━━━━━ EXERCISE MATERIALS ━━━━━
impl ComplexMatrix {
    /// Allocate a zero-initialized `rows x cols` matrix.
    ///
    /// Fails with [`MimoError::Allocation`] if either dimension is zero or
    /// the storage cannot be obtained.
    pub fn zeros(rows: usize, cols: usize) -> MimoResult<Self> {
        let len = Self::checked_len(rows, cols)?;
        let mut data = Vec::new();
        data.try_reserve_exact(len)
            .map_err(|_| MimoError::Allocation { rows, cols })?;
        data.resize(len, ZERO);
        Ok(Self { rows, cols, data })
    }

    /// Square identity matrix of size `n`.
    pub fn identity(n: usize) -> MimoResult<Self> {
        let mut m = Self::zeros(n, n)?;
        for i in 0..n {
            m.set(i, i, Complex::new(1.0, 0.0));
        }
        Ok(m)
    }

    /// Build a matrix by evaluating `f(row, col)` for every cell.
    pub fn from_fn<F>(rows: usize, cols: usize, mut f: F) -> MimoResult<Self>
    where
        F: FnMut(usize, usize) -> Complex,
    {
        let mut m = Self::zeros(rows, cols)?;
        for r in 0..rows {
            for c in 0..cols {
                m.data[r * cols + c] = f(r, c);
            }
        }
        Ok(m)
    }

    /// Build a matrix from nested rows. All rows must have the same length.
    pub fn from_rows(rows: &[Vec<Complex>]) -> MimoResult<Self> {
        let n_rows = rows.len();
        let n_cols = rows.first().map_or(0, Vec::len);
        let mut m = Self::zeros(n_rows, n_cols)?;
        for (r, row) in rows.iter().enumerate() {
            if row.len() != n_cols {
                return Err(MimoError::shape("from_rows", (1, n_cols), (1, row.len())));
            }
            m.data[r * n_cols..(r + 1) * n_cols].copy_from_slice(row);
        }
        Ok(m)
    }

    /// Build a real-valued matrix (zero imaginary parts) from nested rows.
    pub fn from_real_rows(rows: &[Vec<f64>]) -> MimoResult<Self> {
        let complex_rows: Vec<Vec<Complex>> = rows
            .iter()
            .map(|row| row.iter().map(|&re| Complex::new(re, 0.0)).collect())
            .collect();
        Self::from_rows(&complex_rows)
    }

    /// Build an `n x 1` column vector.
    pub fn from_column(values: &[Complex]) -> MimoResult<Self> {
        let mut m = Self::zeros(values.len(), 1)?;
        m.data.copy_from_slice(values);
        Ok(m)
    }

    fn checked_len(rows: usize, cols: usize) -> MimoResult<usize> {
        if rows == 0 || cols == 0 {
            return Err(MimoError::Allocation { rows, cols });
        }
        rows.checked_mul(cols)
            .filter(|&len| len <= isize::MAX as usize / std::mem::size_of::<Complex>())
            .ok_or(MimoError::Allocation { rows, cols })
    }

    /// Number of rows.
    pub fn rows(&self) -> usize {
        self.rows
    }

    /// Number of columns.
    pub fn cols(&self) -> usize {
        self.cols
    }

    /// `(rows, cols)`.
    pub fn shape(&self) -> (usize, usize) {
        (self.rows, self.cols)
    }

    /// True for `n x 1` matrices.
    pub fn is_column(&self) -> bool {
        self.cols == 1
    }

    /// Row-major view of the elements.
    pub fn as_slice(&self) -> &[Complex] {
        &self.data
    }

    /// Get element `[r][c]`.
    #[inline]
    pub fn get(&self, r: usize, c: usize) -> Complex {
        self.data[r * self.cols + c]
    }

    /// Set element `[r][c]`.
    #[inline]
    pub fn set(&mut self, r: usize, c: usize, val: Complex) {
        self.data[r * self.cols + c] = val;
    }

    /// Copy column `c` out as an `rows x 1` vector.
    pub fn column(&self, c: usize) -> ComplexMatrix {
        let data = (0..self.rows).map(|r| self.get(r, c)).collect();
        ComplexMatrix {
            rows: self.rows,
            cols: 1,
            data,
        }
    }

    /// Overwrite column `c` with a column vector of matching length.
    pub fn set_column(&mut self, c: usize, column: &ComplexMatrix) -> MimoResult<()> {
        if !column.is_column() || column.rows != self.rows || c >= self.cols {
            return Err(MimoError::shape("set_column", self.shape(), column.shape()));
        }
        for r in 0..self.rows {
            self.set(r, c, column.data[r]);
        }
        Ok(())
    }

    /// Main diagonal, `min(rows, cols)` entries.
    pub fn diagonal(&self) -> Vec<Complex> {
        (0..self.rows.min(self.cols)).map(|i| self.get(i, i)).collect()
    }

    /// True if any element has a nonzero imaginary part.
    pub fn has_imaginary(&self) -> bool {
        self.data.iter().any(|z| z.im != 0.0)
    }

    /// Real parts, row-major.
    pub fn real_part(&self) -> Vec<f64> {
        self.data.iter().map(|z| z.re).collect()
    }

    /// Transpose: element `[c][r]` of the input becomes `[r][c]` of the output.
    pub fn transpose(&self) -> ComplexMatrix {
        let mut data = vec![ZERO; self.data.len()];
        for r in 0..self.rows {
            for c in 0..self.cols {
                data[c * self.rows + r] = self.get(r, c);
            }
        }
        ComplexMatrix {
            rows: self.cols,
            cols: self.rows,
            data,
        }
    }

    /// Elementwise complex conjugate.
    pub fn conjugate(&self) -> ComplexMatrix {
        ComplexMatrix {
            rows: self.rows,
            cols: self.cols,
            data: self.data.iter().map(|z| z.conj()).collect(),
        }
    }

    /// Hermitian (conjugate transpose).
    pub fn hermitian(&self) -> ComplexMatrix {
        self.conjugate().transpose()
    }

    /// Elementwise sum. Shapes must match.
    pub fn add(&self, other: &ComplexMatrix) -> MimoResult<ComplexMatrix> {
        self.zip_with("add", other, |a, b| a + b)
    }

    /// Elementwise difference `self - other`. Shapes must match.
    pub fn subtract(&self, other: &ComplexMatrix) -> MimoResult<ComplexMatrix> {
        self.zip_with("subtract", other, |a, b| a - b)
    }

    fn zip_with<F>(&self, op: &'static str, other: &ComplexMatrix, f: F) -> MimoResult<ComplexMatrix>
    where
        F: Fn(Complex, Complex) -> Complex,
    {
        if self.shape() != other.shape() {
            return Err(MimoError::shape(op, self.shape(), other.shape()));
        }
        Ok(ComplexMatrix {
            rows: self.rows,
            cols: self.cols,
            data: self
                .data
                .iter()
                .zip(&other.data)
                .map(|(&a, &b)| f(a, b))
                .collect(),
        })
    }

    /// Multiply every element by a real scalar.
    pub fn scale(&self, k: f64) -> ComplexMatrix {
        ComplexMatrix {
            rows: self.rows,
            cols: self.cols,
            data: self.data.iter().map(|&z| z * k).collect(),
        }
    }

    /// `sum(v1[i] * v2[i])` over two column vectors of equal length.
    ///
    /// Neither operand is conjugated, so this is a bilinear form rather than
    /// the Hermitian inner product `v1^H v2`.
    pub fn inner_product(&self, other: &ComplexMatrix) -> MimoResult<Complex> {
        if !self.is_column() || !other.is_column() || self.rows != other.rows {
            return Err(MimoError::shape("inner_product", self.shape(), other.shape()));
        }
        Ok(self
            .data
            .iter()
            .zip(&other.data)
            .fold(ZERO, |acc, (&a, &b)| acc + a * b))
    }

    /// General matrix product `self * other`.
    ///
    /// Requires `self.cols() == other.rows()`.
    pub fn matmul(&self, other: &ComplexMatrix) -> MimoResult<ComplexMatrix> {
        if self.cols != other.rows {
            return Err(MimoError::shape("matmul", self.shape(), other.shape()));
        }
        let mut out = ComplexMatrix::zeros(self.rows, other.cols)?;
        for r in 0..self.rows {
            for c in 0..other.cols {
                let mut acc = ZERO;
                for k in 0..self.cols {
                    acc += self.get(r, k) * other.get(k, c);
                }
                out.data[r * other.cols + c] = acc;
            }
        }
        Ok(out)
    }

    /// Largest elementwise distance `|self - other|`, or infinity if the
    /// shapes differ.
    pub fn max_abs_diff(&self, other: &ComplexMatrix) -> f64 {
        if self.shape() != other.shape() {
            return f64::INFINITY;
        }
        self.data
            .iter()
            .zip(&other.data)
            .map(|(a, b)| (a - b).norm())
            .fold(0.0, f64::max)
    }
}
━━━━━
Scan the lines above for the word "must" and copy every one where it occurs.

    /// Build a matrix from nested rows. All rows must have the same length.
    /// Elementwise sum. Shapes must match.
    /// Elementwise difference `self - other`. Shapes must match.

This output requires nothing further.